Ci sarebbe anche da stupirsi del contrario, dato che non sono agli esordi…
“It’s all lies”, “Love is dead”, “no more reasons”, “I was the one” le tracce che potrebbero darvi il senso delle mie parole. Ascoltate e scegliete le vostre tracce. Piccolo inciso, visto che la band lo ha sottolineato, i temi di questo lavoro sono riconducibili al biennio passato tra 2020 e 2021 e quindi su quello che è stato il periodo “covid” dando la loro interpretazione di quello che è accaduto; non entro nel merito, se non che anche i testi sono “prevedibili” per un buon settanta percento.

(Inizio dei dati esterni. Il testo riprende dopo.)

//! Two-step login: password verification gates a short-lived temp token, the
//! temp token plus a one-time code gate the real token pair. Repeated
//! password failures lock the account for a fixed window.

use std::sync::Arc;

use chrono::{DateTime, Duration, Utc};
use identity_core::error::IdentityError;
use uuid::Uuid;

use crate::config::LockoutConfig;
use crate::models::{IssuedTokens, OtpPurpose};
use crate::services::otp::OtpService;
use crate::services::ports::{OtpNotifier, PasswordVerifier};
use crate::services::signer::JwtSigner;
use crate::services::tokens::{TenantContext, TokenIssuer};
use crate::store::Database;

/// Outcome of the password step.
#[derive(Debug)]
pub enum TwoFactorStart {
    /// Password accepted; a code was sent and the temp token carries the
    /// session to the OTP step.
    AwaitingOtp {
        temp_token: String,
        expires_in_seconds: i64,
    },
    /// Account is locked until the given instant.
    Locked { until: DateTime<Utc> },
    /// Credentials rejected.
    Rejected,
}

#[derive(Clone)]
pub struct TwoFactorFlow {
    db: Database,
    signer: JwtSigner,
    otp: OtpService,
    tokens: TokenIssuer,
    password_verifier: Arc<dyn PasswordVerifier>,
    otp_notifier: Arc<dyn OtpNotifier>,
    config: LockoutConfig,
}

impl TwoFactorFlow {
    pub fn new(
        db: Database,
        signer: JwtSigner,
        otp: OtpService,
        tokens: TokenIssuer,
        password_verifier: Arc<dyn PasswordVerifier>,
        otp_notifier: Arc<dyn OtpNotifier>,
        config: LockoutConfig,
    ) -> Self {
        Self {
            db,
            signer,
            otp,
            tokens,
            password_verifier,
            otp_notifier,
            config,
        }
    }

    /// Password step. Unknown accounts and wrong passwords both come back as
    /// [`TwoFactorStart::Rejected`] so the response never reveals whether an
    /// email is registered.
    pub async fn start(&self, email: &str, password: &str) -> Result<TwoFactorStart, IdentityError> {
        let Some(user) = self
            .db
            .find_user_by_email(email)
            .await?
            .filter(|u| u.is_usable())
        else {
            tracing::warn!("Login attempt for unknown or disabled account");
            return Ok(TwoFactorStart::Rejected);
        };

        let Some(credential) = self.db.find_credential(user.user_id).await? else {
            tracing::warn!(user_id = %user.user_id, "Login attempt for account without credentials");
            return Ok(TwoFactorStart::Rejected);
        };

        if credential.is_locked_out() {
            let until = credential.lockout_end_utc.unwrap_or_else(Utc::now);
            tracing::warn!(user_id = %user.user_id, until = %until, "Login attempt on locked account");
            return Ok(TwoFactorStart::Locked { until });
        }
        if credential.lockout_expired() {
            self.db.reset_failed_access(user.user_id).await?;
        }

        let ok = self
            .password_verifier
            .verify(password, &credential.password_hash)
            .await?;
        if !ok {
            let failures = self.db.record_failed_access(user.user_id).await?;
            if failures >= self.config.max_failed_attempts {
                let until = Utc::now() + Duration::minutes(self.config.lockout_minutes);
                self.db.set_lockout(user.user_id, until).await?;
                tracing::warn!(user_id = %user.user_id, failures, "Account locked");
                return Ok(TwoFactorStart::Locked { until });
            }
            return Ok(TwoFactorStart::Rejected);
        }

        self.db.reset_failed_access(user.user_id).await?;

        let code = self
            .otp
            .generate(user.user_id, OtpPurpose::Login, None)
            .await?;
        // Delivery failure is not safety-critical; the code stays valid and
        // the user can restart if it never arrives.
        if let Err(e) = self
            .otp_notifier
            .send_code(user.user_id, &user.email, &code)
            .await
        {
            tracing::warn!(user_id = %user.user_id, error = %e, "OTP delivery failed");
        }

        let temp_token = self.signer.sign_temp_token(user.user_id, &user.email)?;
        tracing::info!(user_id = %user.user_id, "Password accepted, awaiting OTP");
        Ok(TwoFactorStart::AwaitingOtp {
            temp_token,
            expires_in_seconds: self.signer.temp_token_expiry_minutes() * 60,
        })
    }

    /// OTP step. The temp token must verify, carry the temp marker, and name
    /// the same user the code belongs to; only then is the code checked and
    /// spent, and the real token pair issued for the requested context.
    pub async fn complete(
        &self,
        temp_token: &str,
        user_id: Uuid,
        code: &str,
        context: &TenantContext,
        created_by_ip: &str,
    ) -> Result<IssuedTokens, IdentityError> {
        let (token_user_id, _email) = self.signer.verify_temp_token(temp_token)?;
        if token_user_id != user_id {
            tracing::warn!(user_id = %user_id, "Temp token subject mismatch");
            return Err(IdentityError::Unauthorized(anyhow::anyhow!(
                "Invalid or expired token"
            )));
        }

        let user = self
            .db
            .find_user_by_id(user_id)
            .await?
            .filter(|u| u.is_usable())
            .ok_or_else(IdentityError::invalid_credentials)?;

        let verified = self
            .otp
            .verify(user_id, OtpPurpose::Login, code, true)
            .await?;
        if !verified {
            return Err(IdentityError::Unauthorized(anyhow::anyhow!(
                "Invalid or expired one-time code"
            )));
        }

        self.db.reset_failed_access(user_id).await?;
        let issued = self.tokens.issue_tokens(&user, context, created_by_ip).await?;
        tracing::info!(user_id = %user_id, "Two-factor login complete");
        Ok(issued)
    }
}
//! Role model - a named permission bundle, optionally tenant-scoped and
//! optionally inheriting from a single parent role.

use chrono::{DateTime, Utc};
use serde::{Deserialize, Serialize};
use sqlx::FromRow;
use uuid::Uuid;

/// Role entity.
#[derive(Debug, Clone, Serialize, Deserialize, FromRow)]
pub struct Role {
    pub role_id: Uuid,
    pub role_name: String,
    pub tenant_id: Option<Uuid>,
    pub parent_role_id: Option<Uuid>,
    pub is_active: bool,
    pub is_deleted: bool,
    pub created_utc: DateTime<Utc>,
}

impl Role {
    /// Create a new role. `tenant_id = None` makes it system-wide.
    pub fn new(role_name: String, tenant_id: Option<Uuid>) -> Self {
        Self {
            role_id: Uuid::new_v4(),
            role_name,
            tenant_id,
            parent_role_id: None,
            is_active: true,
            is_deleted: false,
            created_utc: Utc::now(),
        }
    }

    pub fn is_system_wide(&self) -> bool {
        self.tenant_id.is_none()
    }

    pub fn is_usable(&self) -> bool {
        self.is_active && !self.is_deleted
    }
}

/// (role, permission) pair. Permission names are flat strings such as
/// `"Brands.ManageBranches"`; uniqueness per role is enforced on write.
#[derive(Debug, Clone, Serialize, Deserialize, FromRow)]
pub struct RolePermission {
    pub role_id: Uuid,
    pub permission: String,
}
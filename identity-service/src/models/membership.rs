//! User-tenant-role membership - the edge the permission resolver walks.

use chrono::{DateTime, Utc};
use serde::{Deserialize, Serialize};
use sqlx::FromRow;
use uuid::Uuid;

/// Membership edge binding a user to a role within a tenant.
/// `tenant_id = None` marks a system-wide role membership.
#[derive(Debug, Clone, Serialize, Deserialize, FromRow)]
pub struct UserTenantRole {
    pub membership_id: Uuid,
    pub user_id: Uuid,
    pub tenant_id: Option<Uuid>,
    pub role_id: Uuid,
    pub is_default: bool,
    pub is_active: bool,
    pub created_utc: DateTime<Utc>,
}

impl UserTenantRole {
    pub fn new(user_id: Uuid, tenant_id: Option<Uuid>, role_id: Uuid, is_default: bool) -> Self {
        Self {
            membership_id: Uuid::new_v4(),
            user_id,
            tenant_id,
            role_id,
            is_default,
            is_active: true,
            created_utc: Utc::now(),
        }
    }
}
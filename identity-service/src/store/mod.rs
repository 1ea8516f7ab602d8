//! PostgreSQL store for the identity engine.
//!
//! Repository-style methods over a shared pool. Multi-statement operations
//! that must be atomic (reparenting with module inheritance, permission
//! changes with their outbox event, refresh-token rotation) own their
//! transaction here.

use chrono::Utc;
use identity_core::error::IdentityError;
use sqlx::postgres::PgPool;
use uuid::Uuid;

use crate::models::{
    Credential, OneTimePassword, OtpPurpose, OutboxEvent, RefreshToken, Role, RolePermission,
    Tenant, TenantModule, User, UserTenantRole,
};

/// PostgreSQL database wrapper.
#[derive(Clone)]
pub struct Database {
    pool: PgPool,
}

fn db_err(e: sqlx::Error) -> IdentityError {
    IdentityError::Database(anyhow::anyhow!(e))
}

/// Map an insert error, surfacing unique violations as conflicts.
fn insert_err(e: sqlx::Error) -> IdentityError {
    if let Some(db) = e.as_database_error() {
        if db.code().as_deref() == Some("23505") {
            return IdentityError::Conflict(anyhow::anyhow!("{}", db.message()));
        }
    }
    db_err(e)
}
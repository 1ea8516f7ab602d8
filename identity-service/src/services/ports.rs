//! Outbound ports. Password hashing, OTP delivery, and event transport live
//! behind traits so the engine stays independent of the hosting process.

use async_trait::async_trait;
use identity_core::error::IdentityError;
use uuid::Uuid;

/// Verifies a plaintext password against a stored hash.
#[async_trait]
pub trait PasswordVerifier: Send + Sync {
    async fn verify(&self, password: &str, password_hash: &str) -> Result<bool, IdentityError>;
}

/// Delivers a one-time code to the user out of band.
#[async_trait]
pub trait OtpNotifier: Send + Sync {
    async fn send_code(&self, user_id: Uuid, email: &str, code: &str)
        -> Result<(), IdentityError>;
}

/// Publishes integration events drained from the outbox.
#[async_trait]
pub trait EventPublisher: Send + Sync {
    async fn publish(
        &self,
        event_name: &str,
        payload: &serde_json::Value,
    ) -> Result<(), IdentityError>;
}
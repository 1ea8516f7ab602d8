//! Tenant module subscription - which platform modules a tenant can use.

use chrono::{DateTime, Utc};
use serde::{Deserialize, Serialize};
use sqlx::FromRow;
use uuid::Uuid;

/// Module subscription entity.
#[derive(Debug, Clone, Serialize, Deserialize, FromRow)]
pub struct TenantModule {
    pub tenant_module_id: Uuid,
    pub tenant_id: Uuid,
    pub module_code: String,
    pub is_active: bool,
    pub expiry_utc: Option<DateTime<Utc>>,
    pub created_utc: DateTime<Utc>,
}

impl TenantModule {
    /// Create a new active subscription with no expiry.
    pub fn new(tenant_id: Uuid, module_code: String) -> Self {
        Self {
            tenant_module_id: Uuid::new_v4(),
            tenant_id,
            module_code,
            is_active: true,
            expiry_utc: None,
            created_utc: Utc::now(),
        }
    }

    /// Whether the tenant currently has access through this subscription.
    pub fn has_access(&self) -> bool {
        self.is_active && self.expiry_utc.map_or(true, |exp| exp > Utc::now())
    }
}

Diciamo a conclusione che: il lavoro è da sufficiente, o poco sopra, più per le scelte di mixing e mastering, perché il resto è già visto e già sentito. Al quinto album ed a oltre venti anni dalla loro formazione, e quasi dal loro primo album, ci si sarebbe aspettato qualcosa di più, forse un aiuto in più dall’etichetta per segnalare alcune cose troppo prevedibili non avrebbe fatto male.
Si potrebbe dire: “nulla di nuovo sotto la luna”(che il sole non è abbastanza goth, perdonatemi la battuta greve), mi sarei atteso qualcosa di differente e di più “fresco” e non una riedizione di vecchie glorie del gothic rock e metal in versione “Svedese”.
Peccato, occasione persa a mio avviso.